Source information >>
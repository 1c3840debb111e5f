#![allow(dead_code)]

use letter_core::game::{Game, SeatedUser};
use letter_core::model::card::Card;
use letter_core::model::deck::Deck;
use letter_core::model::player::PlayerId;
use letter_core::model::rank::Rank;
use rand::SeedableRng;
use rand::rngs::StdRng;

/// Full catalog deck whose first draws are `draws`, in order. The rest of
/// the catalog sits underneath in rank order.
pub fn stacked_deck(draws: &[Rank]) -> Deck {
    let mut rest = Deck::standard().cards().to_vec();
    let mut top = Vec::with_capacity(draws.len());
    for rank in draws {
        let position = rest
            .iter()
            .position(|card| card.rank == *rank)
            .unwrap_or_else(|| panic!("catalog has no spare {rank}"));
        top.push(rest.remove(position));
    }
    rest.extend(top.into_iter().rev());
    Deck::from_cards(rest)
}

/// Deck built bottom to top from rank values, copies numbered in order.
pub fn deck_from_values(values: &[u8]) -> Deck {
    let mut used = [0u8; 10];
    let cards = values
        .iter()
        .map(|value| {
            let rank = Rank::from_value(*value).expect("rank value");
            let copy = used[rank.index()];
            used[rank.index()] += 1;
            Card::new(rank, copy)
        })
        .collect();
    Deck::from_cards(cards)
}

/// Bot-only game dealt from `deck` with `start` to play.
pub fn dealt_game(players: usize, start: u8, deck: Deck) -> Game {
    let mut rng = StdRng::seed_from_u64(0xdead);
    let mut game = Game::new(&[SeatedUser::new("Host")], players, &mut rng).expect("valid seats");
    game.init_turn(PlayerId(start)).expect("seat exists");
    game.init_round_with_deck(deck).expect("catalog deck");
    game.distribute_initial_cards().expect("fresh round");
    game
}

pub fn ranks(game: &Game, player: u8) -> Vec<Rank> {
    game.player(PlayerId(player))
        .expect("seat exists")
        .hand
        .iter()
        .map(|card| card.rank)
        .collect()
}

Problem details >> Among the records, find all lines that include the string "order" and return them.

Exercise response >>
/// Full catalog deck whose first draws are `draws`, in order. The rest of
/// the catalog sits underneath in rank order.
/// Deck built bottom to top from rank values, copies numbered in order.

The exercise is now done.